The sign was an ad for those glasses that darken depending on the sunlight.
It read so: progressive grey. I can't say how strong it stroke me and how appropriate and coincidental those two words hit my /grey/ matter. It is an insider's pun. Such a smart little ad, telling my then-life with its words.
I chose to change the grey to pinkIt was a progressive pink I was aiming to force me to believe, walking under a thick lay of grey. 
I don't know if "progressive pink" would do as good a title for a book. Or "the ever opening sliced finger" or simply "loved over".

Not able to decide I think every chapter in my many theres deserves a title: Auckland is "progressive pink", Sydney is "loved over", Germany "die fantastischen drei und half", "Die Hühnerhaufen", "Gromenauer". 
Back in Europe I have gone back to touch base in my headquarters in Amsterdam. Why did I set base there?

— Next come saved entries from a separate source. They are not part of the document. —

//! Runs the assembled worker against the in-memory store.

use std::sync::Arc;
use std::time::Duration;

use chrono::{Duration as ChronoDuration, Utc};
use common::{CallContext, Money, QueryScope, Tenancy};
use domain::{
    InventoryReservation, LedgerService, NewReservation, ReceiveStock, ReservationRepository,
    ReservationStatus,
};
use outbox::{InMemoryBroker, OutboxRepository};
use store::InMemoryStore;
use tokio_util::sync::CancellationToken;
use worker::{BrokerKind, Config, Worker, WorkerError};

fn fast_config() -> Config {
    let mut config = Config::default();
    config.publisher.poll_interval = Duration::from_millis(10);
    config.sweep_interval = Duration::from_millis(10);
    config
}

#[tokio::test]
async fn worker_relays_events_and_expires_reservations_until_shutdown() {
    let store = InMemoryStore::new();
    let tenancy = Tenancy::new("T1", "F1", "W1");

    LedgerService::new(store.ledgers(), store.transactions())
        .receive(
            &CallContext::new(),
            ReceiveStock::new(tenancy.clone(), "SKU-1", 10, Money::usd(500), "DOCK-1", "PO-1", "rx"),
        )
        .await
        .unwrap();

    let params = NewReservation::new(tenancy, "SKU-1", "O-1", "A-01", 2, "clerk")
        .with_id("RSV-STALE")
        .expiring_in(ChronoDuration::minutes(5));
    let mut stale =
        InventoryReservation::new_at(params, Utc::now() - ChronoDuration::minutes(10)).unwrap();
    store.reservations().save(&mut stale).await.unwrap();

    let broker = Arc::new(InMemoryBroker::new());
    let worker = Worker::new(
        &fast_config(),
        store.outbox(),
        store.reservations(),
        store.allocations(),
        store.transactions(),
        broker.clone(),
    );

    let shutdown = CancellationToken::new();
    let stopper = shutdown.clone();
    tokio::spawn(async move {
        tokio::time::sleep(Duration::from_millis(200)).await;
        stopper.cancel();
    });
    worker.run(shutdown).await;

    // Three ledger events, then the reservation's creation and expiry.
    assert_eq!(broker.published_count().await, 5);
    assert_eq!(worker.publisher().stats().published, 5);
    assert!(
        store
            .outbox()
            .find_unpublished(100, 10)
            .await
            .unwrap()
            .is_empty()
    );

    let swept = store
        .reservations()
        .find_by_id(&QueryScope::Global, "RSV-STALE")
        .await
        .unwrap();
    assert_eq!(swept.status(), ReservationStatus::Expired);
}

#[tokio::test]
async fn memory_broker_is_always_available() {
    let config = Config::default();
    assert!(worker::connect_broker(&config).await.is_ok());
}

#[cfg(not(feature = "redis"))]
#[tokio::test]
async fn redis_broker_requires_the_feature() {
    let config = Config {
        broker: BrokerKind::Redis,
        ..Config::default()
    };
    let err = worker::connect_broker(&config).await.err().unwrap();
    assert!(matches!(err, WorkerError::BrokerUnavailable("redis")));
}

What would I call that chapter? "El hijo tonto"?, "the coot of the graacht"?

Amazing how certain stimuli, a cut finger, a pair of progressive grey glasses, a coot, this ever changing multilingual, multicultural life that looks for a monohome... trigger a compulsive impulse to write with no end. Write about unhealed cuts like lessons unlearned, progressive glasses that tie you to your fantasy-living in a lie, coots that swim away on the graacht when you throw them the whole loaf.

 I am home. I am change. Everywhere.